PARIS (Reuters) - La France, invitée par Berlin à suspendre ses ventes d'armes à l'Arabie saoudite tant que la lumière sur la mort du journaliste Jamal Khashoggi ne sera pas faite, a botté en touche lundi en vantant "sa stricte politique de contrôle" en la matière.

Reconnue par Ryad, la mort du journaliste dans le consulat d'Arabie saoudite à Istanbul le 2 octobre a soulevé une vague d'émotion internationale tout en suscitant l'embarras des partenaires du royaume, au premier rang desquels les Etats-Unis, la France et le Royaume-Uni.

Sa disparition a en outre relancé le débat - régulier depuis le début du conflit au Yémen dans lequel l'Arabie saoudite est impliquée militairement - sur une suspension de la vente d'armes au royaume wahhabite, une demande de longue date des ONG et des défenseurs des droits de l'homme.

Au Canada, le Premier ministre Justin Trudeau n'a pas exclu dimanche l'annulation d'un contrat de près de 10 milliards d'euros pour la vente à Ryad de véhicules blindés légers.

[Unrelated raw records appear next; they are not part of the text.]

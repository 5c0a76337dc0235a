// Copyright 2015 The Ramp Developers
//
//    Licensed under the Apache License, Version 2.0 (the "License");
//    you may not use this file except in compliance with the License.
//    You may obtain a copy of the License at
//
//        http://www.apache.org/licenses/LICENSE-2.0
//
//    Unless required by applicable law or agreed to in writing, software
//    distributed under the License is distributed on an "AS IS" BASIS,
//    WITHOUT WARRANTIES OR CONDITIONS OF ANY KIND, either express or implied.
//    See the License for the specific language governing permissions and
//    limitations under the License.

//! An arbitrary-precision signed integer stored as a sign and a vector of
//! 32-bit limbs.
//!
//! The `ll` module holds the limb-level algorithms (carry propagation,
//! schoolbook multiplication, Knuth's Algorithm D, two's-complement
//! emulation and radix conversion). `BigInt` wraps them into an ordinary
//! value type.

#![crate_type = "lib"]
#![crate_name = "bigint"]

extern crate num_integer;
extern crate num_traits;
extern crate rand;

pub mod ll;

pub mod int;
pub mod random;
pub mod traits;

// Re-exports

pub use int::{BigInt, BigIntErrorKind, DivisionByZero, ParseBigIntError};
pub use random::RandomBigInt;
pub use traits::DivRem;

L'Allemagne, qui a approuvé cette année l'exportation de plus de 400 millions d'euros d'armements vers l'Arabie saoudite, a quant à elle annoncé la suspension des exportations d'armes, jugeant que celles-ci ne pouvaient "avoir lieu dans les circonstances actuelles".

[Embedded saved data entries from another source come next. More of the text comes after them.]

// Copyright 2015 The Ramp Developers
//
//    Licensed under the Apache License, Version 2.0 (the "License");
//    you may not use this file except in compliance with the License.
//    You may obtain a copy of the License at
//
//        http://www.apache.org/licenses/LICENSE-2.0
//
//    Unless required by applicable law or agreed to in writing, software
//    distributed under the License is distributed on an "AS IS" BASIS,
//    WITHOUT WARRANTIES OR CONDITIONS OF ANY KIND, either express or implied.
//    See the License for the specific language governing permissions and
//    limitations under the License.

use std::cmp::Ordering;
use std::fmt;
use std::ops::{
    Add, Sub, Mul,
    Shl, Shr, Not, BitAnd, BitOr, BitXor
};

/// The primitive type stored in a limb.
pub type BaseInt = u32;

/// An integer twice as wide as `BaseInt`, used for carries and the
/// two-limb by one-limb division step.
pub type DoubleInt = u64;

/**
 * Helper newtype for operations.
 *
 * A "Limb" is a single digit in base 2^32.
 */
#[derive(Copy, Clone, Default, Eq, Ord, Hash)]
pub struct Limb(pub BaseInt);

impl Limb {
    pub const BITS : usize = 32;

    /// The largest value a limb can hold, `B - 1`.
    pub const MAX : Limb = Limb(BaseInt::MAX);

    /// The limb base `B = 2^32` as a double-width integer.
    pub const BASE : DoubleInt = 1 << Limb::BITS;

    /**
     * Performs `self + other`, returning the result and whether or not the addition overflowed
     */
    #[inline(always)]
    pub fn add_overflow(self, other: Limb) -> (Limb, bool) {
        let (val, c) = self.0.overflowing_add(other.0);
        (Limb(val), c)
    }

    /**
     * Performs `self - other`, returning the result and whether or not the subtraction overflowed
     */
    #[inline(always)]
    pub fn sub_overflow(self, other: Limb) -> (Limb, bool) {
        let (val, c) = self.0.overflowing_sub(other.0);
        (Limb(val), c)
    }

    /**
     * Performs `self * other` returning the two-limb result as (high, low).
     */
    #[inline(always)]
    pub fn mul_hilo(self, other: Limb) -> (Limb, Limb) {
        mul(self, other)
    }

    /**
     * Returns whether or not the highest bit in the limb is set.
     *
     * Algorithm D wants the top limb of the divisor to be `d >= BASE/2`.
     */
    #[inline(always)]
    pub fn high_bit_set(self) -> bool {
        (self & Limb(1 << (Limb::BITS - 1))) != 0
    }

    /**
     * Returns the number of leading zeros in the limb
     */
    #[inline(always)]
    pub fn leading_zeros(self) -> u32 {
        self.0.leading_zeros()
    }

    /**
     * Returns the number of trailing zeros in the limb
     */
    #[inline(always)]
    pub fn trailing_zeros(self) -> u32 {
        self.0.trailing_zeros()
    }

    #[inline(always)]
    pub fn count_ones(self) -> u32 {
        self.0.count_ones()
    }

    /// Joins `(high, low)` into a single double-width value.
    #[inline(always)]
    pub fn join(high: Limb, low: Limb) -> DoubleInt {
        ((high.0 as DoubleInt) << Limb::BITS) | low.0 as DoubleInt
    }

    /// Splits a double-width value into `(high, low)`.
    #[inline(always)]
    pub fn split(n: DoubleInt) -> (Limb, Limb) {
        (Limb((n >> Limb::BITS) as BaseInt), Limb(n as BaseInt))
    }
}

/**
 * Performs the full multiplication `u * v`, returning the two-limb product as (high, low).
 */
#[inline(always)]
pub fn mul(u: Limb, v: Limb) -> (Limb, Limb) {
    Limb::split(u.0 as DoubleInt * v.0 as DoubleInt)
}

/**
 * Performs the two-word addition (ah, al) + (bh, bl), ignoring any overflow.
 */
#[inline(always)]
pub fn add_2(ah: Limb, al: Limb, bh: Limb, bl: Limb) -> (Limb, Limb) {
    let (low, carry) = al.add_overflow(bl);
    let high = ah + bh + carry;

    (high, low)
}

/**
 * Performs the two-word subtraction (ah, al) - (bh, bl), ignoring any borrow.
 */
#[inline(always)]
pub fn sub_2(ah: Limb, al: Limb, bh: Limb, bl: Limb) -> (Limb, Limb) {
    let (low, carry) = al.sub_overflow(bl);
    let high = ah - bh - carry;

    (high, low)
}

/**
 * Divides the two-limb numerator `(nh, nl)` by `d`, returning a single-limb
 * quotient, Q, and remainder, R, as (Q, R).
 *
 * `nh` must be less than `d` so that the quotient fits in a single limb.
 */
#[inline(always)]
pub fn div(nh: Limb, nl: Limb, d: Limb) -> (Limb, Limb) {
    debug_assert!(d != 0);
    debug_assert!(nh < d);

    let n = Limb::join(nh, nl);
    let d = d.0 as DoubleInt;

    (Limb((n / d) as BaseInt), Limb((n % d) as BaseInt))
}

// Arithmetic on limbs wraps; carries are tracked by the callers through
// `add_overflow`/`sub_overflow`.
macro_rules! impl_wrapping (
    ($tr:ident, $method:ident, $wrapping:ident: $($rhs:ty => |$v:ident| $to_base:expr),*) => {
        $(impl $tr<$rhs> for Limb {
            type Output = Limb;

            #[inline(always)]
            fn $method(self, $v: $rhs) -> Limb {
                Limb(self.0.$wrapping($to_base))
            }
        })*
    }
);

impl_wrapping!(Add, add, wrapping_add:
               Limb => |v| v.0, BaseInt => |v| v, bool => |v| v as BaseInt);
impl_wrapping!(Sub, sub, wrapping_sub:
               Limb => |v| v.0, BaseInt => |v| v, bool => |v| v as BaseInt);
impl_wrapping!(Mul, mul, wrapping_mul:
               BaseInt => |v| v);

macro_rules! impl_bitwise (
    ($($tr:ident, $method:ident, $op:tt);*) => {
        $(impl $tr<Limb> for Limb {
            type Output = Limb;

            #[inline(always)]
            fn $method(self, other: Limb) -> Limb {
                Limb(self.0 $op other.0)
            }
        })*
    }
);

impl_bitwise!(BitAnd, bitand, &; BitOr, bitor, |; BitXor, bitxor, ^);

impl Not for Limb {
    type Output = Limb;

    #[inline(always)]
    fn not(self) -> Limb {
        Limb(!self.0)
    }
}

// Shift counts of any integer type `BaseInt` can be shifted by.
impl<I> Shl<I> for Limb where BaseInt: Shl<I, Output=BaseInt> {
    type Output = Limb;

    #[inline(always)]
    fn shl(self, cnt: I) -> Limb {
        Limb(self.0 << cnt)
    }
}

impl<I> Shr<I> for Limb where BaseInt: Shr<I, Output=BaseInt> {
    type Output = Limb;

    #[inline(always)]
    fn shr(self, cnt: I) -> Limb {
        Limb(self.0 >> cnt)
    }
}

impl PartialEq<Limb> for Limb {
    #[inline(always)]
    fn eq(&self, other: &Limb) -> bool {
        self.0 == other.0
    }
}

impl PartialEq<BaseInt> for Limb {
    #[inline(always)]
    fn eq(&self, other: &BaseInt) -> bool {
        self.0 == *other
    }
}

impl PartialOrd<Limb> for Limb {
    #[inline(always)]
    fn partial_cmp(&self, other: &Limb) -> Option<Ordering> {
        self.0.partial_cmp(&other.0)
    }
}

impl PartialOrd<BaseInt> for Limb {
    #[inline(always)]
    fn partial_cmp(&self, other: &BaseInt) -> Option<Ordering> {
        self.0.partial_cmp(other)
    }
}

impl fmt::Debug for Limb {
    fn fmt(&self, f: &mut fmt::Formatter) -> fmt::Result {
        write!(f, "{:#x}", self.0)
    }
}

Le ministre allemand de l'Economie, Peter Altmaier, a renchéri lundi en invitant les partenaires européens de Berlin à lui emboîter le pas pour accentuer la pression sur Ryad.

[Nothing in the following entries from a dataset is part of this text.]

//! JSON request body extraction.
//!
//! `Json<T>` validates the `Content-Type`, collects the body, and
//! deserializes it with serde. Handlers that ask for the parsed JSON root
//! get it through this extractor; everything else leaves the body alone.
//!
//! # Examples
//!
//! ```rust,no_run
//! use catzilla::extractors::json::Json;
//! use serde::Deserialize;
//!
//! #[derive(Deserialize)]
//! struct CreateNote {
//!     title: String,
//!     body: String,
//! }
//!
//! async fn create_note(Json(note): Json<CreateNote>) -> String {
//!     format!("created {}", note.title)
//! }
//! ```

use http::StatusCode;
use http_body_util::BodyExt;
use serde::de::DeserializeOwned;

use crate::{
    extractors::{ContentKind, FromRequest},
    responder::Responder,
    types::Request,
};

/// Deserialized JSON request body.
pub struct Json<T>(pub T);

/// Failure modes for JSON extraction. All map to 400.
#[derive(Debug)]
pub enum JsonError {
    /// `Content-Type` is not a JSON type.
    InvalidContentType,
    /// Body could not be read off the connection.
    BodyReadError(String),
    /// Syntactically or structurally invalid JSON.
    DeserializationError(String),
}

impl Responder for JsonError {
    fn into_response(self) -> crate::types::Response {
        match self {
            JsonError::InvalidContentType => (
                StatusCode::BAD_REQUEST,
                "invalid content type; expected application/json",
            )
                .into_response(),
            JsonError::BodyReadError(err) => {
                (StatusCode::BAD_REQUEST, format!("failed to read body: {err}")).into_response()
            }
            JsonError::DeserializationError(err) => {
                (StatusCode::BAD_REQUEST, format!("invalid JSON: {err}")).into_response()
            }
        }
    }
}

impl<'a, T> FromRequest<'a> for Json<T>
where
    T: DeserializeOwned + Send + 'static,
{
    type Error = JsonError;

    fn from_request(
        req: &'a mut Request,
    ) -> impl core::future::Future<Output = core::result::Result<Self, Self::Error>> + Send + 'a
    {
        async move {
            if ContentKind::of(req.headers()) != ContentKind::Json {
                return Err(JsonError::InvalidContentType);
            }

            let body_bytes = req
                .body_mut()
                .collect()
                .await
                .map_err(|e| JsonError::BodyReadError(e.to_string()))?
                .to_bytes();

            let data = serde_json::from_slice(&body_bytes)
                .map_err(|e| JsonError::DeserializationError(e.to_string()))?;

            Ok(Json(data))
        }
    }
}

Interrogé à ce sujet lundi, le porte-parole adjoint du Quai d'Orsay a répondu : "Notre politique de contrôle des ventes d'armement est stricte et repose sur une analyse au cas par cas, dans le cadre de la Commission interministérielle pour l'exportation de matériels de guerre."

"Les exportations d'armement à l'Arabie saoudite sont examinées dans ce cadre", a-t-il dit lors d'un point presse électronique.

"NE PAS PERDRE MBS"

Ces déclarations s'inscrivent dans la ligne observée par l'exécutif depuis le début du quinquennat d'Emmanuel Macron, qui a noué une relation personnelle mais complexe avec le nouvel homme fort du royaume, le prince héritier Mohammed Ben Salman, surnommé "MBS".

En marge d'un déplacement en Arménie le 12 octobre dernier, le chef de l'Etat avait également défendu la "politique extrêmement rigoureuse" de son pays en matière de contrôle des exportations de matériel de guerre.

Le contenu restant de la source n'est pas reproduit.